In the first federal prosecution of its kind, a high-frequency trader was sentenced today to three years in prison for disrupting commodity futures in a $1.4 million fraud scheme.
Michael Coscia, 54, used an automated trading technique known as “spoofing” to earn illegal profits from orders he placed through Chicago-based CME Group and London-based ICE Futures Europe. Coscia commissioned the designed of computer programs, known as algorithms, to implement the fraudulent strategy at his New Jersey trading firm.
A fedral jury in Chicago last year convicted Coscia, of Rumson, N.J., on six counts of commodities fraud and six counts of spoofing. U.S. District Judge Harry D. Leinenweber imposed the 36-month sentence in federal court in Chicago.
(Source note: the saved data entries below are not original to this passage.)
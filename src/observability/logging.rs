use std::fs;
use tracing_appender::non_blocking::WorkerGuard;
use tracing_subscriber::{fmt, prelude::*, EnvFilter};

/// Initializes the logging system with both console and file output.
///
/// Console output goes to stderr so stdout carries only the tables and query
/// results. The returned guard flushes the file writer when dropped and must
/// be held for the life of the process.
pub fn init_logging() -> WorkerGuard {
    // Ensure logs directory exists
    let _ = fs::create_dir_all("logs");

    // Create a non-blocking file appender for daily log rotation
    let file_appender = tracing_appender::rolling::daily("logs", "banks_etl.log");
    let (non_blocking_writer, guard) = tracing_appender::non_blocking(file_appender);

    // Create a JSON layer for file logging
    let file_layer = fmt::layer().json().with_writer(non_blocking_writer);

    // Create a formatted layer for console logging
    let console_layer = fmt::layer()
        .with_target(true)
        .with_writer(std::io::stderr);

    // Respect RUST_LOG if set; otherwise info for our crate
    let env_filter = EnvFilter::try_from_default_env()
        .unwrap_or_else(|_| EnvFilter::new("banks_etl=info,warn"));

    tracing_subscriber::registry()
        .with(env_filter)
        .with(file_layer)
        .with(console_layer)
        .init();

    guard
}
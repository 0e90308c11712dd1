#![deny(clippy::all)]
#![warn(clippy::pedantic, clippy::nursery, clippy::cargo)]

mod cli;

use std::process::ExitCode;

use terastation_storage::{check, logging, CheckError, CheckResult, SnmpAgent};

fn main() -> ExitCode {
    let result = check::conclude(run());

    println!("{}", result);

    ExitCode::from(result.exit_code())
}

fn run() -> Result<CheckResult, CheckError> {
    let args = cli::args()?;

    if let Err(e) = logging::init(args.verbosity) {
        eprintln!("{:#}", e);
    }

    let input = args.into_input()?;
    let mut agent = SnmpAgent::connect(&input)?;

    check::run(&mut agent, &input)
}
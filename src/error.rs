use thiserror::Error;

/// Invocation line shown after every usage error.
pub const USAGE: &str =
    "USAGE: check_terastation_storage HOST COMMUNITY WARNING CRITICAL";

/// Everything that can end a check before a storage status is known.
#[derive(Debug, Error, PartialEq)]
pub enum CheckError {
    /// Missing or malformed arguments, or inverted thresholds.
    #[error("{reason}\n{}", USAGE)]
    Usage { reason: String },

    /// The agent did not answer a GET, or answered it with an error.
    #[error(
        "Cannot reach host: {host}, community: {community}, OID: {oid}. \
         Possibly offline, SNMP is not enabled, COMMUNITY string is invalid, \
         or wrong OID for this device."
    )]
    Unreachable {
        host: String,
        community: String,
        oid: String,
        reason: String,
    },

    /// The agent answered with something other than an INTEGER.
    #[error("Unexpected value: {value} :: Possibly wrong OID for this device.")]
    UnexpectedValue { oid: String, value: String },

    /// The array size is not positive.
    #[error(
        "Unexpected value: {total_gb} :: Storage size should be greater than 0. \
         Possibly wrong OID for this device."
    )]
    InvalidSize { total_gb: i64 },
}

impl CheckError {
    pub fn usage(reason: impl Into<String>) -> Self {
        Self::Usage {
            reason: reason.into(),
        }
    }
}
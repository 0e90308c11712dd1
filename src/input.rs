use std::str::FromStr;
use std::time::Duration;

use anyhow::{anyhow, Context, Result};

use crate::error::CheckError;

/// SNMP protocol version spoken to the agent.
#[derive(Clone, Copy, Debug, PartialEq, Eq)]
pub enum SnmpVersion {
    V1,
    V2c,
}

impl FromStr for SnmpVersion {
    type Err = anyhow::Error;

    fn from_str(s: &str) -> Result<Self> {
        match s {
            "1" | "v1" => Ok(Self::V1),
            "2c" | "v2c" => Ok(Self::V2c),
            _ => Err(anyhow!("unsupported SNMP version {}", s)),
        }
    }
}

/// How to reach the agent, and which array to read.
#[derive(Clone, Debug, PartialEq)]
pub struct SnmpOptions {
    pub array: u32,
    pub port: u16,
    pub version: SnmpVersion,
    pub timeout: Duration,
    pub retries: u32,
}

impl Default for SnmpOptions {
    /// Array 1 over SNMPv1, with the net-snmp client timeout and retries.
    fn default() -> Self {
        Self {
            array: 1,
            port: 161,
            version: SnmpVersion::V1,
            timeout: Duration::from_secs(1),
            retries: 5,
        }
    }
}

/// Validated parameters of one check run.
#[derive(Clone, Debug, PartialEq)]
pub struct CheckInput {
    host: String,
    community: String,
    warning_pct: f64,
    critical_pct: f64,
    snmp: SnmpOptions,
}

impl CheckInput {
    /// Validates the four positional arguments.
    ///
    /// # Errors
    ///
    /// Returns [`CheckError::Usage`] if an argument is missing, a threshold
    /// is not a number, the warning threshold is below the critical one, or
    /// host or community is empty.
    pub fn from_args(
        host: Option<&str>,
        community: Option<&str>,
        warning: Option<&str>,
        critical: Option<&str>,
    ) -> Result<Self, CheckError> {
        let (host, community, warning, critical) =
            match (host, community, warning, critical) {
                (Some(h), Some(c), Some(w), Some(cr)) => (h, c, w, cr),
                _ => return Err(CheckError::usage("Incomplete statement.")),
            };

        let warning_pct = parse_threshold(warning)
            .map_err(|e| CheckError::usage(format!("{:#}", e)))?;
        let critical_pct = parse_threshold(critical)
            .map_err(|e| CheckError::usage(format!("{:#}", e)))?;

        if warning_pct < critical_pct {
            return Err(CheckError::usage(
                "The WARNING value cannot be lower than the CRITICAL value.",
            ));
        }

        if host.is_empty() || community.is_empty() {
            return Err(CheckError::usage(
                "Error, host and/or community is empty.",
            ));
        }

        Ok(Self {
            host: host.into(),
            community: community.into(),
            warning_pct,
            critical_pct,
            snmp: SnmpOptions::default(),
        })
    }

    #[must_use]
    pub fn with_snmp(mut self, snmp: SnmpOptions) -> Self {
        self.snmp = snmp;
        self
    }

    #[must_use]
    pub fn host(&self) -> &str {
        &self.host
    }

    #[must_use]
    pub fn community(&self) -> &str {
        &self.community
    }

    #[must_use]
    pub const fn warning_pct(&self) -> f64 {
        self.warning_pct
    }

    #[must_use]
    pub const fn critical_pct(&self) -> f64 {
        self.critical_pct
    }

    #[must_use]
    pub const fn snmp(&self) -> &SnmpOptions {
        &self.snmp
    }
}

fn parse_threshold(s: &str) -> Result<f64> {
    let value = s
        .trim()
        .parse::<f64>()
        .with_context(|| format!("threshold {} is not a number", s))?;

    if value.is_finite() {
        Ok(value)
    } else {
        Err(anyhow!("threshold {} is not a finite number", s))
    }
}
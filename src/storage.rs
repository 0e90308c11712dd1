use crate::error::CheckError;

const GB_PER_TB: f64 = 1024.0;

/// Capacity figures of one RAID array, in GB as reported by the agent.
#[derive(Clone, Debug, PartialEq)]
pub struct StorageReport {
    total_gb: i64,
    free_gb: i64,
    used_gb: i64,
    free_pct: f64,
    total_human: String,
    used_human: String,
}

impl StorageReport {
    #[must_use]
    pub const fn total_gb(&self) -> i64 {
        self.total_gb
    }

    #[must_use]
    pub const fn free_gb(&self) -> i64 {
        self.free_gb
    }

    #[must_use]
    pub const fn used_gb(&self) -> i64 {
        self.used_gb
    }

    #[must_use]
    pub const fn free_pct(&self) -> f64 {
        self.free_pct
    }

    #[must_use]
    pub fn total_human(&self) -> &str {
        &self.total_human
    }

    #[must_use]
    pub fn used_human(&self) -> &str {
        &self.used_human
    }
}

/// Rejects array sizes that cannot belong to a real array.
///
/// # Errors
///
/// Returns [`CheckError::InvalidSize`] if `total_gb` is zero or negative,
/// which usually means the OID does not exist on this model.
pub fn ensure_size(total_gb: i64) -> Result<i64, CheckError> {
    if total_gb > 0 {
        Ok(total_gb)
    } else {
        Err(CheckError::InvalidSize { total_gb })
    }
}

/// Derives free and used space from the array size and used percentage.
///
/// The agent reports whole percentages, so the free share is computed in
/// integers and rounded half away from zero without float error.
///
/// # Errors
///
/// Returns [`CheckError::InvalidSize`] if `total_gb` is not positive.
#[allow(clippy::cast_precision_loss)]
pub fn compute_report(
    total_gb: i64,
    used_pct: i64,
) -> Result<StorageReport, CheckError> {
    let total_gb = ensure_size(total_gb)?;

    let free_share = 100 - i128::from(used_pct);
    let free_gb = div_round(i128::from(total_gb) * free_share, 100);
    let free_gb = i64::try_from(free_gb)
        .unwrap_or(if free_gb < 0 { i64::MIN } else { i64::MAX });
    let used_gb = total_gb.saturating_sub(free_gb);

    Ok(StorageReport {
        total_gb,
        free_gb,
        used_gb,
        free_pct: round_to(free_share as f64, 2),
        total_human: humanize(total_gb as f64),
        used_human: humanize(used_gb as f64),
    })
}

/// Integer division rounding half away from zero; `divisor` is positive.
const fn div_round(dividend: i128, divisor: i128) -> i128 {
    let quotient = (dividend.abs() + divisor / 2) / divisor;

    if dividend < 0 {
        -quotient
    } else {
        quotient
    }
}

/// Renders a GB figure, switching to TB from 1024 GB on.
#[must_use]
pub fn humanize(gb: f64) -> String {
    if gb >= GB_PER_TB {
        format!("{} TB", round_to(gb / GB_PER_TB, 2))
    } else {
        format!("{} GB", gb)
    }
}

/// Rounds half away from zero to `precision` decimal places.
///
/// The scaled value is first cut to 15 significant digits, so that
/// `1.005` rounds to `1.01` although it is stored as `1.00499...`.
#[must_use]
pub fn round_to(value: f64, precision: i32) -> f64 {
    let factor = 10_f64.powi(precision);
    let rounded = pre_round(value * factor).round() / factor;

    // keeps -0 out of the output
    if rounded == 0.0 {
        0.0
    } else {
        rounded
    }
}

#[allow(clippy::cast_possible_truncation)]
fn pre_round(value: f64) -> f64 {
    if value == 0.0 || !value.is_finite() {
        return value;
    }

    let magnitude = value.abs().log10().floor() as i32;
    let factor = 10_f64.powi(14 - magnitude);
    let cut = (value * factor).round() / factor;

    if cut.is_finite() {
        cut
    } else {
        value
    }
}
“Traders contemplating sophisticated scams will think twice if they know that there are more significant consequences than a civil lawsuit or a regulatory action,” Assistant U.S. Attorney Sunil Harjani Argued in recommending a term of imprisonment in the government’s sentencing memorandum. “Hedge funds and proprietary trading firms will closely review their trades and strike down get-rich-quick manipulation trading schemes because the cost is not worth the benefit.”
The indictment against Coscia marked the first federal prosecution under the anti-spoofing provision enacted in the 2010 Dodd-Frank Wall Street Reform and Consumer Protection Act. The case was prosecuted by the Securities and Commodities Fraud Section of the U.S.Attorney’s Office in Chicago. The section, which was created in 2014 by United States Attorney Zachary T. Fardon, is dedicated to protecting markets and preserving investors’ confidence.
Mr. Fardon announced the sentence along with Michael J. Anderson, Special Agent-in-Charge of the Chicago Office of the Federal Bureau of Investigation.
High-frequency trading is a form of automated trading that uses algorithms for placing a high volume of orders in milliseconds. It is illegal for traders to engage in spoofing, which involves placing “bids” to buy or “offers” to sell a futures contract with the intent to cancel the bid or the offer before execution.
Evidence at Coscia’s seven-day trial in November 2015 showed that he engaged in spoofing in the markets of various commodities, including gold, soybean mean, soybean oil, high-grade copper, Euro FX and Pounds FX currency futures. In less than three months in 2011, Coscia illegally profited nearly $1.4 million.